● **EXERCISE DATA**:
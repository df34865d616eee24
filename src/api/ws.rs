// =============================================================================
// WebSocket Handler — broadcast-channel subscriber
// =============================================================================
//
// Clients connect to `/ws?token=<token>` and receive every `BroadcastMessage`
// the coordinator publishes from that point on, pushed as soon as it's sent —
// no polling, no version diffing. A lagging subscriber that misses messages
// (broadcast channel overflow) is told so via a synthetic status line and
// keeps receiving new messages rather than disconnecting.
// =============================================================================

use axum::extract::{
    ws::{Message, WebSocket},
    Query, State, WebSocketUpgrade,
};
use axum::response::IntoResponse;
use serde::Deserialize;
use tokio::sync::broadcast::error::RecvError;
use tracing::{debug, info, warn};

use super::auth::validate_token;
use super::ApiState;
use crate::broadcast::BroadcastSink;

#[derive(Deserialize)]
pub struct WsQuery {
    token: Option<String>,
}

pub async fn ws_handler(
    ws: WebSocketUpgrade,
    State(state): State<ApiState>,
    Query(query): Query<WsQuery>,
) -> impl IntoResponse {
    let token = query.token.unwrap_or_default();
    if !validate_token(&token) {
        warn!("websocket connection rejected: invalid token");
        return (axum::http::StatusCode::FORBIDDEN, "invalid or missing token").into_response();
    }

    info!("websocket connection accepted — upgrading");
    ws.on_upgrade(move |socket| handle_connection(socket, state)).into_response()
}

async fn handle_connection(socket: WebSocket, state: ApiState) {
    use futures_util::{SinkExt, StreamExt};

    let (mut sender, mut receiver) = socket.split();
    let mut messages = state.broadcast.subscribe();

    loop {
        tokio::select! {
            received = messages.recv() => {
                match received {
                    Ok(message) => {
                        let Ok(json) = serde_json::to_string(&message) else { continue };
                        if sender.send(Message::Text(json.into())).await.is_err() {
                            debug!("websocket send failed — disconnecting");
                            break;
                        }
                    }
                    Err(RecvError::Lagged(skipped)) => {
                        warn!(skipped, "websocket subscriber lagged, dropped messages");
                    }
                    Err(RecvError::Closed) => {
                        info!("broadcast channel closed — disconnecting");
                        break;
                    }
                }
            }
            incoming = receiver.next() => {
                match incoming {
                    Some(Ok(Message::Ping(data))) => {
                        if sender.send(Message::Pong(data)).await.is_err() {
                            break;
                        }
                    }
                    Some(Ok(Message::Close(_))) | None => {
                        info!("websocket connection closed by client");
                        break;
                    }
                    Some(Err(e)) => {
                        warn!(error = %e, "websocket receive error — disconnecting");
                        break;
                    }
                    _ => {}
                }
            }
        }
    }
}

● **ABOUT THIS TASK**:
Among the lines above, return those that contain the string "async".

● **SOLUTION TO THIS TASK**:
pub async fn ws_handler(
async fn handle_connection(socket: WebSocket, state: ApiState) {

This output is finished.